▶ Problem to work on:
A single number is the answer: the count of lines in the listing below that contain "grads".

▶ Records for the exercise:
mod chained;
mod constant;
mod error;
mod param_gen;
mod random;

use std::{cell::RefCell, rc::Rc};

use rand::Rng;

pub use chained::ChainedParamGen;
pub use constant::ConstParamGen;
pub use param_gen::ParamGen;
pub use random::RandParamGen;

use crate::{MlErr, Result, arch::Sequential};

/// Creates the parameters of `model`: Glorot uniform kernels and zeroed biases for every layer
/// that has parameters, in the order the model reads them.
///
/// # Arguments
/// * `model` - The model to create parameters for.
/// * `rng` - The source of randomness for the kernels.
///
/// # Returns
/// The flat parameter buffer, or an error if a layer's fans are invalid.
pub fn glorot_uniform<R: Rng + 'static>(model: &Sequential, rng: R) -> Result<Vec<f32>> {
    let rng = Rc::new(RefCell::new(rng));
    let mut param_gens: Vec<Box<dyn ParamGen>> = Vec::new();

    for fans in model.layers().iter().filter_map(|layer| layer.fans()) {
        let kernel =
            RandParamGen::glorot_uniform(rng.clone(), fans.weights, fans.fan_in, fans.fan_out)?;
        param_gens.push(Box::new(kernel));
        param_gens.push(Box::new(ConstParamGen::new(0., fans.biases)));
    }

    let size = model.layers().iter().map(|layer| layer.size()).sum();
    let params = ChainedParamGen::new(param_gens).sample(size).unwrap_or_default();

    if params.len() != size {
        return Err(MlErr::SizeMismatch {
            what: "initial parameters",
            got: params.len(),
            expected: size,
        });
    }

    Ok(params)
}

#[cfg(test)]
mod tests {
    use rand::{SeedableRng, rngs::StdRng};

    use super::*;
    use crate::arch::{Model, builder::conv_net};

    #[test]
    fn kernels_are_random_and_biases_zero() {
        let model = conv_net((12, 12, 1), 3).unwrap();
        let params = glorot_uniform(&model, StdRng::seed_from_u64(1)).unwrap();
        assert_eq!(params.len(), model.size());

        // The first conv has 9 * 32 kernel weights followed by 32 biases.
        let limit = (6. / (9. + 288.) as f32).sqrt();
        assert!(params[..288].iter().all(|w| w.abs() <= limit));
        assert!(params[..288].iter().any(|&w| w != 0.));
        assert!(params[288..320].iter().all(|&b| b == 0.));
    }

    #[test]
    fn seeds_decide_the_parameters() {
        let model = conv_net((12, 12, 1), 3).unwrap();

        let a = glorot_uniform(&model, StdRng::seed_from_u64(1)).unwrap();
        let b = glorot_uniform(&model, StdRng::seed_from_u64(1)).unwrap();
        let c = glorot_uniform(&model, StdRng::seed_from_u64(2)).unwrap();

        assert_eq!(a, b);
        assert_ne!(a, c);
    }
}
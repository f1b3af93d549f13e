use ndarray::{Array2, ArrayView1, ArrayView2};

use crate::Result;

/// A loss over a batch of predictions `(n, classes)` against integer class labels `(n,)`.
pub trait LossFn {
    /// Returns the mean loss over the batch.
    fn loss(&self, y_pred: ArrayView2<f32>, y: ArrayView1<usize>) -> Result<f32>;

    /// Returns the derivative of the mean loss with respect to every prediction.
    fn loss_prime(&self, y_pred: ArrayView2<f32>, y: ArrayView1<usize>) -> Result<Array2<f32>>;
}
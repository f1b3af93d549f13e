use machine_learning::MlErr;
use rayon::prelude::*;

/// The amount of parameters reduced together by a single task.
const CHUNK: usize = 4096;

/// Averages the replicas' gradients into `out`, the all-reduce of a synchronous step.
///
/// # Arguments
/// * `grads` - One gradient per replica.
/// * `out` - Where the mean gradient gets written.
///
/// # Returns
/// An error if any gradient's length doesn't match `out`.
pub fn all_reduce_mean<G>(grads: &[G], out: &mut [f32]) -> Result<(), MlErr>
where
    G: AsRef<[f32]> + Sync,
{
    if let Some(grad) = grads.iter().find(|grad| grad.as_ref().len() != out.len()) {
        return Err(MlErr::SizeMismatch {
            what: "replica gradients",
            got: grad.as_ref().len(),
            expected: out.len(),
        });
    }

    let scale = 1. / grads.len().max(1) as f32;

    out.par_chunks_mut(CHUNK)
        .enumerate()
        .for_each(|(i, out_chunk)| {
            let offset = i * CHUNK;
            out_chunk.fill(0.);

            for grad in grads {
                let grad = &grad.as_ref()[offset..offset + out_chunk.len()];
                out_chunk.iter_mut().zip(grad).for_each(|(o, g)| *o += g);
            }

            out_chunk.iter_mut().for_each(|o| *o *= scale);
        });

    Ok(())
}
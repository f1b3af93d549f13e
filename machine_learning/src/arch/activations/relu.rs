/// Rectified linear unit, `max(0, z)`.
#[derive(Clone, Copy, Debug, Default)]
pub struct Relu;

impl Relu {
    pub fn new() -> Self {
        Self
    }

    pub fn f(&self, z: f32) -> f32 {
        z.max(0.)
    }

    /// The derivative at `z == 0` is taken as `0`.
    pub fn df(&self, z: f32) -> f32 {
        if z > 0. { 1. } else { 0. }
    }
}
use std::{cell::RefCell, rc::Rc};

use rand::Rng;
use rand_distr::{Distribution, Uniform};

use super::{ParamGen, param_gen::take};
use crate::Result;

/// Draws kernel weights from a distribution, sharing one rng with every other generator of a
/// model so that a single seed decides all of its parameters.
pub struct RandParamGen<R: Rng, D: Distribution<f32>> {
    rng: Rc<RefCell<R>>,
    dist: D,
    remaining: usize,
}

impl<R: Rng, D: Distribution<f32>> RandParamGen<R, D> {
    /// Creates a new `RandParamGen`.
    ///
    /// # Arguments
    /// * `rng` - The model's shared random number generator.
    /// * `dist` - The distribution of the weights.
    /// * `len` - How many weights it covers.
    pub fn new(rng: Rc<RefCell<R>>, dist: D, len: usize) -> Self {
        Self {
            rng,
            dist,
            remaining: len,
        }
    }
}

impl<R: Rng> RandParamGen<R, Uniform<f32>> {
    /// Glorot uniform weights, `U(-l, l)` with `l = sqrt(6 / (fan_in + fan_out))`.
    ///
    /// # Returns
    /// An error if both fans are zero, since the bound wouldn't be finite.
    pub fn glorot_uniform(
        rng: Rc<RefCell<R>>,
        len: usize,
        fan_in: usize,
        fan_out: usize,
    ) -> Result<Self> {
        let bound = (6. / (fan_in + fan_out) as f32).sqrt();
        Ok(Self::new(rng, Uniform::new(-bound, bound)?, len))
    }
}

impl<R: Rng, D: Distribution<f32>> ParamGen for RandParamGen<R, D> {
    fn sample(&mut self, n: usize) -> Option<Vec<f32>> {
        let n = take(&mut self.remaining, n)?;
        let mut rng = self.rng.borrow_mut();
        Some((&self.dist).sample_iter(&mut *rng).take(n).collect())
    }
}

---

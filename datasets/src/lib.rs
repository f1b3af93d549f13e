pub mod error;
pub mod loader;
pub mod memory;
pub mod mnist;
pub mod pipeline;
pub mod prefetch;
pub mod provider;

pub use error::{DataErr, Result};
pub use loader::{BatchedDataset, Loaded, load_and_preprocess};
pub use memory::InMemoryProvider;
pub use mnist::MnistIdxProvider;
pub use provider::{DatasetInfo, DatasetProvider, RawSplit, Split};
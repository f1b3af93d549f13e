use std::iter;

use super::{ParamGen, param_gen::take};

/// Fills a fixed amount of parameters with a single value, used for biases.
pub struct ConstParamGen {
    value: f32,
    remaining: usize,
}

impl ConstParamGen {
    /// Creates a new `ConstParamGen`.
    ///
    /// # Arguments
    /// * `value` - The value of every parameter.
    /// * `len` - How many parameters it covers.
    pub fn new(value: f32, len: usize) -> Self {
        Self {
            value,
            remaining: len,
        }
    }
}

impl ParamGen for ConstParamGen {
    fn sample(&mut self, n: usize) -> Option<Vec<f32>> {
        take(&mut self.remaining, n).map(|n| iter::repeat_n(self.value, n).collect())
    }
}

▶ Written response:
5